Exercise: Among the records, find the lines that hold the string "Disconnected" and return them.

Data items
%%

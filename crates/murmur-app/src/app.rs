//! Application state machine.
//!
//! This module defines the [`App`] state machine, which manages one IRC
//! session completely decoupled from I/O and protocol mechanics.
//!
//! This is a pure state machine: it consumes [`crate::AppEvent`] inputs and
//! user intents, and produces [`crate::AppAction`] instructions for the
//! runtime to execute.
//!
//! # Responsibilities
//!
//! - Owns the current [`Session`] and replaces it on every connect.
//! - Routes protocol events through the [`Router`].
//! - Classifies typed lines and formats sends through the [`Formatter`].
//! - Joins the configured channel once the session connects.
//! - Keeps a transient status message for the UI.

use murmur_proto::{Command, Event, IrcName, TextEncoding};

use crate::{
    AppAction, AppEvent, CommandError, Formatter, Router, RouterConfig, Session, SessionConfig, SessionState,
    UserInput,
};

/// Application state machine.
///
/// Pure state machine that processes events and produces actions.
/// No I/O dependencies, fully testable without a network.
#[derive(Debug, Clone)]
pub struct App {
    /// Settings for the next session.
    config: SessionConfig,
    /// Current session. `None` before the first connect.
    session: Option<Session>,
    /// Event routing policy.
    router: Router,
    /// Terminal dimensions (columns, rows).
    terminal_size: (u16, u16),
    /// Transient status message. `None` if no message.
    status_message: Option<String>,
}

impl App {
    /// Create a new App for `config`.
    pub fn new(config: SessionConfig, router: RouterConfig) -> Self {
        Self {
            config,
            session: None,
            router: Router::new(router),
            terminal_size: (80, 24),
            status_message: None,
        }
    }

    /// Process an event and return actions.
    pub fn handle(&mut self, event: AppEvent) -> Vec<AppAction> {
        match event {
            AppEvent::Irc(event) => self.handle_irc(&event),
            AppEvent::ConnectFailed { reason } => {
                tracing::warn!(%reason, "Connect failed");
                self.status_message = Some(format!("Not connected: {reason}"));
                vec![AppAction::Render]
            },
            AppEvent::ConnectionClosed => {
                tracing::info!("Connection closed");
                self.status_message = Some("Connection closed".to_string());
                vec![AppAction::Render]
            },
            AppEvent::Resize(cols, rows) => {
                self.terminal_size = (cols, rows);
                vec![AppAction::Render]
            },
        }
    }

    fn handle_irc(&mut self, event: &Event) -> Vec<AppAction> {
        let Some(session) = self.session.as_mut() else {
            tracing::debug!(kind = %event.kind(), "Event without a session, dropping");
            return vec![];
        };

        if session.state() == SessionState::Disconnected
            && let Some(reason) = registration_failure(event, session.encoding())
        {
            tracing::warn!(%reason, "Registration refused");
            self.status_message = Some(format!("Registration failed: {reason}"));
        }

        let before = session.state();
        let entry = self.router.route(session, event);
        let after = session.state();

        let mut actions: Vec<AppAction> = entry.map(AppAction::Display).into_iter().collect();

        if before == SessionState::Disconnected && after == SessionState::Connected {
            self.status_message = Some(format!("Connected to {}", self.config.connect.addr()));
            if let Some(channel) = self.config.autojoin.clone() {
                actions.extend(self.join(channel, None));
            }
        }

        actions.push(AppAction::Render);
        actions
    }

    /// Set a status message to display to the user.
    pub fn set_status(&mut self, message: impl Into<String>) {
        self.status_message = Some(message.into());
    }

    /// Start a fresh session and ask the runtime to connect it.
    pub fn connect(&mut self) -> Vec<AppAction> {
        self.session = Some(Session::new(&self.config));
        self.status_message = Some(format!("Connecting to {}...", self.config.connect.addr()));
        vec![AppAction::Connect(self.config.connect.clone()), AppAction::Render]
    }

    /// Make `channel` current and request to join it.
    ///
    /// The joined flag flips when the server confirms with `ChannelJoined`.
    pub fn join(&mut self, channel: IrcName, key: Option<Vec<u8>>) -> Vec<AppAction> {
        let Some(session) = self.session.as_mut().filter(|s| s.is_connected()) else {
            self.status_message = Some(CommandError::NotConnected.to_string());
            return vec![AppAction::Render];
        };

        session.request_channel(channel.clone());
        vec![AppAction::Issue(Command::Join { channel, key }), AppAction::Render]
    }

    /// Handle a line typed by the user.
    ///
    /// Empty lines are ignored; `/raw` and `/me` with nothing after them are
    /// still sent. Sends that cannot be formatted set a status message and
    /// produce no transcript entry and no command.
    pub fn submit(&mut self, line: &str) -> Vec<AppAction> {
        let Some(input) = UserInput::parse(line) else {
            return vec![];
        };

        let outgoing = match &self.session {
            None => Err(CommandError::NotConnected),
            Some(session) => {
                let formatter = Formatter::new(session);
                match input {
                    UserInput::Raw(text) => formatter.send_raw(text),
                    UserInput::Action(text) => formatter.send_action(text),
                    UserInput::Message(text) => formatter.send_message(text),
                }
            },
        };

        match outgoing {
            Ok(outgoing) => {
                if outgoing.replaced {
                    let encoding = self.config.encoding.name();
                    tracing::debug!(encoding, "Unrepresentable characters sent as references");
                    self.status_message = Some(format!("Some characters cannot be sent in {encoding}"));
                }
                let mut actions = outgoing.into_actions();
                actions.push(AppAction::Render);
                actions
            },
            Err(e) => {
                tracing::debug!(error = %e, "Send refused");
                self.status_message = Some(e.to_string());
                vec![AppAction::Render]
            },
        }
    }

    /// Quit the application, saying goodbye if connected.
    pub fn quit(&self) -> Vec<AppAction> {
        if self.session.as_ref().is_some_and(Session::is_connected) {
            vec![AppAction::Issue(Command::Quit { reason: None }), AppAction::Quit]
        } else {
            vec![AppAction::Quit]
        }
    }

    /// Current session. `None` before the first connect.
    pub fn session(&self) -> Option<&Session> {
        self.session.as_ref()
    }

    /// Connection state of the current session.
    pub fn connection_state(&self) -> SessionState {
        self.session.as_ref().map_or(SessionState::Disconnected, Session::state)
    }

    /// Settings used for the next connect.
    pub fn config(&self) -> &SessionConfig {
        &self.config
    }

    /// Event routing policy.
    pub fn router(&self) -> &Router {
        &self.router
    }

    /// Terminal dimensions (columns, rows).
    pub fn terminal_size(&self) -> (u16, u16) {
        self.terminal_size
    }

    /// Transient status message. `None` if no message.
    pub fn status_message(&self) -> Option<&str> {
        self.status_message.as_deref()
    }
}

/// Server replies that refuse the nickname we registered with.
const NICK_REFUSALS: [&str; 3] = ["432", "433", "436"];

/// Human-readable reason when `event` is a refused registration.
fn registration_failure(event: &Event, encoding: TextEncoding) -> Option<String> {
    let Event::ServerMessage { command, params, .. } = event else {
        return None;
    };
    if !NICK_REFUSALS.contains(&command.as_str()) {
        return None;
    }

    // <client> <nick> :<reason>
    let nick = params.get(1).map(|nick| encoding.decode(nick)).unwrap_or_default();
    let reason = params.last().map(|reason| encoding.decode(reason)).unwrap_or_default();
    Some(format!("{nick}: {reason}"))
}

%%

Result below:
        if session.state() == SessionState::Disconnected
        if before == SessionState::Disconnected && after == SessionState::Connected {
        self.session.as_ref().map_or(SessionState::Disconnected, Session::state)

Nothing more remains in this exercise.